Documentation Index Fetch the complete documentation index at: https://mintlify.com/D4Vinci/Scrapling/llms.txt
Use this file to discover all available pages before exploring further.
Scrapling provides multiple ways to optimize scraping performance, from resource blocking to concurrent requests and page pooling.
Resource Blocking
Block unnecessary resources to speed up page loads:
Disable Resources
Block fonts, images, media, and other non-essential resources:
from scrapling import StealthyFetcher
response = StealthyFetcher.fetch(
'https://example.com' ,
disable_resources = True # Significant speed boost
)
Blocked resource types:
font - Web fonts
image - Images and icons
media - Videos and audio
beacon - Analytics beacons
object - Embedded objects
imageset - Responsive images
texttrack - Video subtitles
websocket - WebSocket connections
csp_report - CSP reports
stylesheet - CSS files
Source: scrapling/engines/constants.py:2-13
Block Specific Domains
Block analytics and tracking domains:
response = StealthyFetcher.fetch(
'https://example.com' ,
blocked_domains = {
'google-analytics.com' ,
'facebook.com' ,
'doubleclick.net' ,
'googletagmanager.com' ,
'hotjar.com' ,
}
)
Subdomains are automatically matched: blocking example.com also blocks sub.example.com.

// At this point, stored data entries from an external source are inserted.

//! Concurrent per-key token bucket registry.

use crate::clock::Clock;
use crate::key::ClientKey;
use dashmap::DashMap;
use std::sync::Arc;
use std::time::Duration;

/// One full refill cycle: a bucket earns `capacity` tokens per minute.
const REFILL_WINDOW_MILLIS: f64 = 60_000.0;

/// Per-key quota state. Owned exclusively by the store; never handed out.
#[derive(Debug)]
struct Bucket {
    /// Tokens currently available, `0.0..=capacity`. Fractional refill is
    /// retained, so an idle half-window earns half a bucket back, not zero.
    tokens: f64,
    /// Clock reading at the last refill.
    last_refill_millis: u64,
    /// Clock reading at the last consume attempt, admitted or not.
    /// Drives eviction and nothing else.
    last_access_millis: u64,
}

impl Bucket {
    fn full(capacity: u32, now_millis: u64) -> Self {
        Self {
            tokens: f64::from(capacity),
            last_refill_millis: now_millis,
            last_access_millis: now_millis,
        }
    }

    /// Credit tokens earned since the last refill, capped at capacity.
    fn refill(&mut self, capacity: u32, now_millis: u64) {
        let elapsed = now_millis.saturating_sub(self.last_refill_millis);
        if elapsed == 0 {
            return;
        }
        let earned = elapsed as f64 * f64::from(capacity) / REFILL_WINDOW_MILLIS;
        self.tokens = (self.tokens + earned).min(f64::from(capacity));
        self.last_refill_millis = now_millis;
    }
}

/// Process-wide registry mapping [`ClientKey`] to its token bucket.
///
/// Buckets are created lazily on first sight of a key and removed only by
/// [`QuotaStore::sweep_idle`]. The map's per-shard locking makes
/// get-or-create atomic: racing first requests for one key observe exactly
/// one bucket, and each consume is charged against that shared instance.
/// There is no global lock; requests for different keys proceed
/// independently.
#[derive(Debug)]
pub struct QuotaStore {
    buckets: DashMap<ClientKey, Bucket>,
    capacity: u32,
    clock: Arc<dyn Clock>,
}

impl QuotaStore {
    /// Build a store where every key may spend `capacity` requests per
    /// rolling minute. Capacity is uniform across keys and fixed for the
    /// life of the store.
    pub fn new(capacity: u32, clock: Arc<dyn Clock>) -> Self {
        Self { buckets: DashMap::new(), capacity, clock }
    }

    /// Capacity applied to every bucket.
    pub fn capacity(&self) -> u32 {
        self.capacity
    }

    /// Consume one token for `key`, creating a full bucket on first sight.
    ///
    /// Returns `true` when the request is admitted. Never suspends; the only
    /// wait is the shard lock guarding the entry, held for the few
    /// arithmetic operations below.
    pub fn try_admit(&self, key: &ClientKey) -> bool {
        let now = self.clock.now_millis();
        let mut entry = self
            .buckets
            .entry(key.clone())
            .or_insert_with(|| Bucket::full(self.capacity, now));
        let bucket = entry.value_mut();

        bucket.refill(self.capacity, now);
        bucket.last_access_millis = now;

        if bucket.tokens >= 1.0 {
            bucket.tokens -= 1.0;
            true
        } else {
            false
        }
    }

    /// Drop buckets that have gone untouched for longer than `idle_cutoff`,
    /// returning how many were removed.
    ///
    /// Recency of access is the only criterion; an empty bucket for a key
    /// that keeps knocking is never evicted. A `try_admit` racing the
    /// removal of its key simply recreates a full bucket; the key loses
    /// its token history, but no request is miscounted.
    pub fn sweep_idle(&self, idle_cutoff: Duration) -> usize {
        let now = self.clock.now_millis();
        let cutoff_millis = u64::try_from(idle_cutoff.as_millis()).unwrap_or(u64::MAX);
        let mut removed = 0usize;
        self.buckets.retain(|_, bucket| {
            let keep = now.saturating_sub(bucket.last_access_millis) <= cutoff_millis;
            if !keep {
                removed += 1;
            }
            keep
        });
        removed
    }

    /// Number of live buckets.
    pub fn len(&self) -> usize {
        self.buckets.len()
    }

    /// True when no bucket is live.
    pub fn is_empty(&self) -> bool {
        self.buckets.is_empty()
    }

    /// True when `key` currently has a bucket. Useful for tests and
    /// diagnostics; the answer can be stale by the time it returns.
    pub fn contains(&self, key: &ClientKey) -> bool {
        self.buckets.contains_key(key)
    }
}
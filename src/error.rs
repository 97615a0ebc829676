//! Error types for admission configuration.
//!
//! The limiter itself has no fallible operations: `try_admit` returns a
//! boolean and a refused request is data ([`Decision::Reject`]), not an
//! error. The only thing that can go wrong is bad configuration.
//!
//! [`Decision::Reject`]: crate::gate::Decision::Reject

/// Errors produced when validating admission configuration.
#[derive(thiserror::Error, Debug, Clone, PartialEq, Eq)]
pub enum ConfigError {
    /// Quota must admit at least one request per minute.
    #[error("requests_per_minute must be > 0 (got {provided})")]
    InvalidRequestsPerMinute {
        /// Value provided by caller.
        provided: u32,
    },
    /// Sweep period must be non-zero or the timer would spin.
    #[error("sweep_interval_secs must be > 0 (got {provided})")]
    InvalidSweepInterval {
        /// Value provided by caller.
        provided: u64,
    },
    /// Idle cutoff must be non-zero or every sweep would evict everything.
    #[error("idle_cutoff_secs must be > 0 (got {provided})")]
    InvalidIdleCutoff {
        /// Value provided by caller.
        provided: u64,
    },
}
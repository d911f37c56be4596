//! Predict command: classify appfilter changes, pick the next version and
//! decide whether to release.

use std::path::Path;

use chrono::Datelike;

use crate::cli::DEFAULT_APPFILTER_PATH;
use crate::commands::compare;
use crate::error::{ReleaseError, Result};
use crate::logging::Logger;
use crate::output::ReleaseOutputs;
use crate::predict::{
    ThresholdConfig, ThresholdConfigBuilder, evaluate_greenlight, select_increment,
};
use crate::version::{Increment, Version};

pub struct Predict<'a> {
    repo_dir: &'a Path,
    appfilter: &'a Path,
    previous_ref: Option<&'a str>,
    last_version: Option<&'a str>,
    config: ThresholdConfig,
    manual: bool,
    today: Option<u32>,
    increment: Option<Increment>,
    output: Option<&'a Path>,
    verbose: u8,
    quiet: bool,
}

pub struct PredictBuilder<'a> {
    repo_dir: Option<&'a Path>,
    appfilter: &'a Path,
    previous_ref: Option<&'a str>,
    last_version: Option<&'a str>,
    config: ThresholdConfigBuilder,
    manual: bool,
    today: Option<u32>,
    increment: Option<&'a str>,
    output: Option<&'a Path>,
    verbose: u8,
    quiet: bool,
}

impl Default for PredictBuilder<'_> {
    fn default() -> Self {
        Self {
            repo_dir: None,
            appfilter: Path::new(DEFAULT_APPFILTER_PATH),
            previous_ref: None,
            last_version: None,
            config: ThresholdConfig::builder(),
            manual: false,
            today: None,
            increment: None,
            output: None,
            verbose: 0,
            quiet: false,
        }
    }
}

impl<'a> PredictBuilder<'a> {
    pub fn new() -> Self {
        Self::default()
    }

    pub fn repo_dir(mut self, path: &'a Path) -> Self {
        self.repo_dir = Some(path);
        self
    }

    pub fn appfilter(mut self, path: &'a Path) -> Self {
        self.appfilter = path;
        self
    }

    pub fn previous_ref(mut self, reference: Option<&'a str>) -> Self {
        self.previous_ref = reference;
        self
    }

    pub fn last_version(mut self, version: Option<&'a str>) -> Self {
        self.last_version = version;
        self
    }

    pub fn release_day(mut self, day: u32) -> Self {
        self.config = self.config.release_day(day);
        self
    }

    pub fn link_threshold(mut self, threshold: usize) -> Self {
        self.config = self.config.link_threshold(threshold);
        self
    }

    pub fn new_threshold(mut self, threshold: usize) -> Self {
        self.config = self.config.new_threshold(threshold);
        self
    }

    pub fn manual(mut self, manual: bool) -> Self {
        self.manual = manual;
        self
    }

    pub fn today(mut self, day: Option<u32>) -> Self {
        self.today = day;
        self
    }

    pub fn increment(mut self, increment: Option<&'a str>) -> Self {
        self.increment = increment;
        self
    }

    pub fn output(mut self, path: Option<&'a Path>) -> Self {
        self.output = path;
        self
    }

    pub fn verbose(mut self, verbose: u8) -> Self {
        self.verbose = verbose;
        self
    }

    pub fn quiet(mut self, quiet: bool) -> Self {
        self.quiet = quiet;
        self
    }

    /// Validate the thresholds and increment, then build the command.
    pub fn build(self) -> Result<Predict<'a>> {
        let repo_dir = self.repo_dir.ok_or_else(|| ReleaseError::ConfigError {
            message: "repository directory is required for predict".to_string(),
        })?;
        let increment = self.increment.map(str::parse::<Increment>).transpose()?;

        Ok(Predict {
            repo_dir,
            appfilter: self.appfilter,
            previous_ref: self.previous_ref,
            last_version: self.last_version,
            config: self.config.build()?,
            manual: self.manual,
            today: self.today,
            increment,
            output: self.output,
            verbose: self.verbose,
            quiet: self.quiet,
        })
    }
}

impl<'a> Predict<'a> {
    pub fn builder() -> PredictBuilder<'a> {
        PredictBuilder::new()
    }

    /// Execute the prediction.
    ///
    /// Prints the next version on stdout and, when an output file is set,
    /// appends the results to it.
    pub fn run(self) -> Result<ReleaseOutputs> {
        let log = Logger::new(self.verbose, self.quiet);

        let comparison = compare(self.repo_dir, self.appfilter, self.previous_ref, &log)?;
        let result = &comparison.result;

        let last_version: Version = match self.last_version {
            Some(version) => version.parse()?,
            None => comparison.last_release.ok_or(ReleaseError::NoReleaseTag)?,
        };

        let increment = match self.increment {
            Some(increment) => {
                log.verbose(1, format!("Using requested {increment} increment"));
                increment
            }
            None => select_increment(result, &self.config),
        };
        let version = last_version.bump(increment)?;

        let today = self.today.unwrap_or_else(|| chrono::Utc::now().day());
        let greenlight = evaluate_greenlight(result, self.manual, &self.config, today);

        log.info(format!("Changes since {}:", comparison.previous_ref));
        log.info(format!(
            "  New icons: {} (threshold {})",
            result.new_count(),
            self.config.new_threshold()
        ));
        log.info(format!(
            "  Linked icons: {} (threshold {})",
            result.linked_count(),
            self.config.link_threshold()
        ));
        log.info(format!("Next version: {last_version} -> {version} ({increment})"));
        if greenlight.is_go() {
            log.info(format!("Release greenlit: {greenlight}"));
        } else {
            log.info(format!("Release held: {greenlight}"));
        }

        let outputs = ReleaseOutputs {
            version,
            greenlight: greenlight.is_go(),
            new_icons: result.new_count(),
            linked_icons: result.linked_count(),
        };

        if let Some(path) = self.output {
            outputs.append_to(path)?;
            log.verbose(1, format!("Results written to {}", path.display()));
        }

        println!("{version}");

        Ok(outputs)
    }
}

Source: scrapling/engines/_browsers/_stealth.py:199
Concurrency Settings
Concurrent Requests
Control how many requests run simultaneously:
from scrapling import Spider
class FastSpider ( Spider ):
name = 'fast_spider'
concurrent_requests = 16 # Process 16 requests at once (default: 4)
start_urls = [ 'https://example.com' ]
async def parse ( self , response ):
yield { 'title' : response.css( 'title::text' ).get()}
Source: scrapling/spiders/spider.py:76
Per-Domain Concurrency
Limit concurrent requests per domain to avoid overwhelming servers:
class PoliteSpider ( Spider ):
name = 'polite_spider'
concurrent_requests = 16
concurrent_requests_per_domain = 2 # Max 2 simultaneous requests per domain
start_urls = [ 'https://example.com' ]
async def parse ( self , response ):
yield { 'data' : response.css( '.content::text' ).get()}
Source: scrapling/spiders/spider.py:77
Download Delay
Add delay between requests to the same domain:
class ThrottledSpider ( Spider ):
name = 'throttled_spider'
download_delay = 2.0 # Wait 2 seconds between requests to same domain
start_urls = [ 'https://example.com' ]
async def parse ( self , response ):
yield { 'content' : response.text}
Source: scrapling/spiders/spider.py:78
Page Pooling
Reuse browser pages instead of creating new ones:
Session Page Pooling
from scrapling import StealthySession
# Create session with page pool
with StealthySession( max_pages = 5 ) as session:
# Pages are reused from the pool
for url in urls:
response = session.fetch(url)
# Process response
Configuration: scrapling/engines/_browsers/_validators.py:62
Pool Statistics
Monitor page pool usage:
with StealthySession( max_pages = 10 ) as session:
response = session.fetch( 'https://example.com' )
stats = session.get_pool_stats()
print ( f "Total pages: { stats[ 'total_pages' ] } " )
print ( f "Busy pages: { stats[ 'busy_pages' ] } " )
print ( f "Max pages: { stats[ 'max_pages' ] } " )
Source: scrapling/engines/_browsers/_base.py:125-131
Network Optimization
Skip Network Idle
Don’t wait for network to be completely idle:
response = StealthyFetcher.fetch(
'https://example.com' ,
network_idle = False # Don't wait for network idle (default)
)
Only enable network_idle=True when you need to ensure all async requests complete.
Source: scrapling/engines/_browsers/_stealth.py:52
Skip DOM Loading
For static content, skip waiting for JavaScript:
response = StealthyFetcher.fetch(
'https://example.com' ,
load_dom = False # Don't wait for DOMContentLoaded
)
Disabling load_dom may result in incomplete content for JavaScript-heavy sites. Default is True.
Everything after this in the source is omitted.